No se sabe con exactitud su autor, pero sí que, al principio, el tema fue conocido como Wait for the Wagon, y que su letra, aunque tuvo diversas variantes –como acostumbran las canciones folk–, describía las proposiciones de un hombre a una mujer para que se fuera con él en su carromato.
Fue tal su popularidad, que llegó a interpretarse en los escenarios de Londres, y unos soldados confederados la adaptaron a esos tiempos marciales. Así nació The Southern Wagon, ya como una encendida defensa de los principios que inspiraron la Secesión: “no queremos un gobierno en el que el algodón no sea el rey, nuestra causa es justa y sagrada, nuestros hombres valientes y honestos”. Total, que en este carromato sureño viajan, junto con el presidente de la Confederación Jefferson Davis, el vicepresidente Alexander Stephens y P. G. T. Beauregard, uno de sus principales generales.
Bobby Horton nos dejó esta interpretación.

En el ya clásico Songs of the Civil War (1961), de Capitol Records, Tennessee Ernie Ford nos brindó esta versión.

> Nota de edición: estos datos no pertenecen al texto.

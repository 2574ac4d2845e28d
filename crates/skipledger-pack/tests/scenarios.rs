use skipledger_core::backend::{SkipTable, ROW_WIDTH};
use skipledger_core::{Error, SkipLedger};
use skipledger_digest::Hash;
use skipledger_pack::PathPack;

#[derive(Default)]
struct MemTable {
    rows: Vec<[u8; ROW_WIDTH]>,
}

impl SkipTable for MemTable {
    fn size(&self) -> u64 {
        self.rows.len() as u64
    }
    fn add_rows(&mut self, bytes: &[u8], at_index: u64) -> Result<u64, Error> {
        if at_index != self.rows.len() as u64 {
            return Err(Error::Concurrent);
        }
        for chunk in bytes.chunks_exact(ROW_WIDTH) {
            let mut record = [0u8; ROW_WIDTH];
            record.copy_from_slice(chunk);
            self.rows.push(record);
        }
        Ok(self.rows.len() as u64)
    }
    fn read_row(&self, index: u64) -> Result<[u8; ROW_WIDTH], Error> {
        self.rows.get(index as usize).copied().ok_or(Error::OutOfRange(index + 1))
    }
    fn trim_size(&mut self, new_size: u64) -> Result<(), Error> {
        self.rows.truncate(new_size as usize);
        Ok(())
    }
    fn close(&mut self) -> Result<(), Error> {
        Ok(())
    }
}

fn input(b: u8) -> Hash {
    [b; 32]
}

/// S4-style scenario: a mid-sized ledger, a full pack over a multi-target
/// stitch, serialized and decoded by an independent `PathPack` instance.
#[test]
fn full_pack_round_trip_over_multi_target_stitch() {
    let ledger = SkipLedger::open(MemTable::default()).unwrap();
    let inputs: Vec<Hash> = (1u8..=100).map(input).collect();
    ledger.append(&inputs).unwrap();

    let targets = [1, 33, 77, 100];
    let path = ledger.get_path(&targets).unwrap();
    let pack = PathPack::for_path(&path, &targets);

    let wire = pack.to_bytes();
    let decoded = PathPack::from_bytes(&wire).unwrap();
    assert_eq!(decoded, pack);

    let rebuilt_path = decoded.path().unwrap();
    assert_eq!(rebuilt_path, path);
    assert!(decoded.verify().unwrap());
}

/// A pack's wire size tracks the caller's compact target list, not the
/// expanded stitch: a handful of targets over a 1,027-row ledger should
/// not serialize anywhere near 1,027 row numbers.
#[test]
fn pack_wire_size_tracks_targets_not_stitched_set() {
    let ledger = SkipLedger::open(MemTable::default()).unwrap();
    let inputs: Vec<Hash> = (0u32..1027).map(|i| input((i % 256) as u8)).collect();
    ledger.append(&inputs).unwrap();

    let targets = [1, 500, 1027];
    let path = ledger.get_path(&targets).unwrap();
    assert!(path.rows.len() > targets.len());

    let pack = PathPack::for_path(&path, &targets);
    assert_eq!(pack.targets(), &targets);
    assert!(pack.row_numbers().len() > targets.len());

    let wire = pack.to_bytes();
    let decoded = PathPack::from_bytes(&wire).unwrap();
    assert_eq!(decoded.targets(), &targets);
    assert_eq!(decoded.row_numbers(), pack.row_numbers());
    assert!(decoded.verify().unwrap());
}

/// S5-style scenario: condensing preserves the endpoints' row hashes and
/// still round-trips through the wire format.
#[test]
fn condensed_pack_round_trips_and_keeps_endpoint_hashes() {
    let ledger = SkipLedger::open(MemTable::default()).unwrap();
    let inputs: Vec<Hash> = (1u8..=64).map(input).collect();
    ledger.append(&inputs).unwrap();

    let targets = [1, 64];
    let path = ledger.get_path(&targets).unwrap();
    let full = PathPack::for_path(&path, &targets);
    let condensed = full.condense();

    let wire = condensed.to_bytes();
    let decoded = PathPack::from_bytes(&wire).unwrap();
    assert_eq!(decoded, condensed);

    let rebuilt = decoded.path().unwrap();
    assert_eq!(rebuilt.rows.first().unwrap().row_hash, path.rows.first().unwrap().row_hash);
    assert_eq!(rebuilt.rows.last().unwrap().row_hash, path.rows.last().unwrap().row_hash);
}

/// Tampering with a carried hash inside the wire block is caught on decode.
#[test]
fn corrupted_carried_hash_is_detected() {
    let ledger = SkipLedger::open(MemTable::default()).unwrap();
    let inputs: Vec<Hash> = (1u8..=10).map(input).collect();
    ledger.append(&inputs).unwrap();

    let targets = [1, 10];
    let path = ledger.get_path(&targets).unwrap();
    let pack = PathPack::for_path(&path, &targets);
    let mut wire = pack.to_bytes();

    // Flip a byte inside the carried-hashes section (after header, target
    // count, the target list, and the first `inputs` block).
    let row_count = path.rows.len();
    let offset = 1 + 4 + targets.len() * 8 + row_count * 32;
    wire[offset] ^= 0xFF;

    let decoded = PathPack::from_bytes(&wire).unwrap();
    assert!(!decoded.verify().unwrap());
}
//! Skip-pointer row-hash algebra and the append-only [`SkipLedger`].
//!
//! This crate owns the hash-only view of a ledger: `rowHash`/`inputHash`,
//! the skip-count/stitch/coverage algebra, the [`HashFrontier`] append
//! state, and the [`backend::SkipTable`]/[`backend::WitnessRepo`] traits a
//! storage backend implements. It does not know about typed cells (see
//! `skipledger-row`) or wire path/pack encodings (see `skipledger-pack`).

pub mod algebra;
pub mod backend;
pub mod companions;
mod error;
pub mod frontier;
mod ledger;
pub mod row;
pub mod rowhash;

pub use backend::{SkipTable, WitnessRepo, ROW_WIDTH};
pub use error::Error;
pub use frontier::HashFrontier;
pub use ledger::{reconstruct_frontier, SkipLedger};
pub use row::{Path, Row};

Y, para terminar esta serie dedicada a la Guerra de Secesión, he elegido uno de los temas del maestro del fiddle John Hartford, fallecido en 2001. En esta grabación de The Secesh (Shiloh), que inyecta alegría en vena, vais a escuchar su clogging característico, esa forma de baile folk que consiste en marcar el ritmo con los zapatos. El título hace referencia a la batalla de Shiloh, que tuvo lugar en 1862 en Tennessee. La letra es muy sencilla: el soldado coge su petate y el rifle, y se dirige a Shiloh, donde le aguarda su destino.

En fin, espero que hayáis disfrutado de esta selección de música e historia que comencé el pasado 13 de enero. Yo me lo he pasado muy bien, la verdad, y ahora voy a buscar una nueva batalla. ¿Nos alistamos juntos?